Although the McGurty surname came to Britain with the Normans, it derives from the Germanic personal names Gerard, or Gerald, composed of the elements "gar," or "ger," meaning "spear," "hard," meaning "brave," or "strong," and "wald," meaning "rule." The Anglo-Norman surname McGurty in Ireland was often Mac Gerailt, and was used as a synonym of Fitzgerald.

Early Origins of the McGurty family

The surname McGurty was first found in County Carlow (Irish: Cheatharlach) a small landlocked area located in the province of Leinster in the South East of Ireland, where some of the name may have come from Anglicized versions of MacOrcachta, believed to be descended from Cathal, brother of Teige Mor, of the powerful O'Connors of Connacht. However, it is thought that the majority of this name in Ireland are of English (Norman) stock.

Early History of the McGurty family

This web page shows only a small excerpt of our McGurty research. Another 27 words (2 lines of text) covering the year 1598 is included under the topic Early McGurty History in all our PDF Extended History products and printed products wherever possible.

McGurty Spelling Variations

In the days before Gaelic or English gained any significant semblance of standardization, the scribes who created documents simply recorded names as they sounded. Consequently, in the Middle Ages many people were recorded under different spellings each time their name was written down. Research on the McGurty family name revealed numerous spelling variations, including Garrett, Garratt, MacGarrett, McGarraty, Garret, Garrat, Garet, Garitt, Garatt and many more.

Early Notables of the McGurty family (pre 1700)

More information is included under the topic Early McGurty Notables in all our PDF Extended History products and printed products wherever possible.

United States McGurty migration to the United States +

Many Irish families left the English-controlled Ireland in the 19th century. Early immigrants were primarily after land and the opportunity of living a life entirely of their own fashioning. In the 1840s, this pattern of immigration changed as the Great Potato Famine struck Ireland. Hundreds of thousands left the diseased and starving island with little expectations but many hopes. By this time there was very little available land in the east, so many immigrants joined the movement for the western frontier lands, or settled in established urban centers. Irish immigrants not only made enormous contributions to the rapid development and population of North America, but they also brought with them a rich cultural heritage. Immigration and passenger ship lists show some important early immigrants bearing the name McGurty:

McGurty Settlers in United States in the 19th Century
  • Thos.
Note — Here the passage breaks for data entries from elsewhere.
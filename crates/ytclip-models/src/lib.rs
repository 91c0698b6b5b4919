//! Shared data models for the YouTube clipper.
//!
//! This crate provides:
//! - `MM:SS` / `HH:MM:SS` time formatting and parsing
//! - Video identifier extraction from pasted URLs
//! - Clip boundary marks and validated ranges
//! - Share links and downloader commands
//! - Display theme

pub mod clip;
pub mod share;
pub mod theme;
pub mod timecode;
pub mod video_ref;

// Re-export common types
pub use clip::{ClipBoundary, ClipRange, ClipRangeError};
pub use share::{ShareError, ShareTarget, DEFAULT_DOWNLOADER, DEFAULT_VIDEO_HOST};
pub use theme::Theme;
pub use timecode::{format_clock, format_for_tool, is_clock_input, parse_clock};
pub use video_ref::{extract_video_id, InvalidVideoId, VideoRef};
McGurty, aged 29, who arrived in New York in 1893 aboard the ship "City of Paris" from Liverpool & Queenstown [1]
  • Susan McGurty, aged 22, originally from Queenstown, Ireland, who arrived in New York in 1898 aboard the ship "Majestic (1890)" from Queenstown, Ireland [2]
McGurty Settlers in United States in the 20th Century
  • Jos. Mc Gurty, aged 32, originally from Liverpool, England, who arrived in New York in 1919 aboard the ship "Caronia" from Liverpool, England [3]

Contemporary Notables of the name McGurty (post 1700) +

  • Paul James McGurty, English Conservative political candidate for Blackburn with Darwen Borough Council election, 2004

The McGurty Motto +

The motto was originally a war cry or slogan. Mottoes first began to be shown with arms in the 14th and 15th centuries, but were not in general use until the 17th century. Thus the oldest coats of arms generally do not include a motto. Mottoes seldom form part of the grant of arms: Under most heraldic authorities, a motto is an optional component of the coat of arms, and can be added to or changed at will; many families have chosen not to display a motto.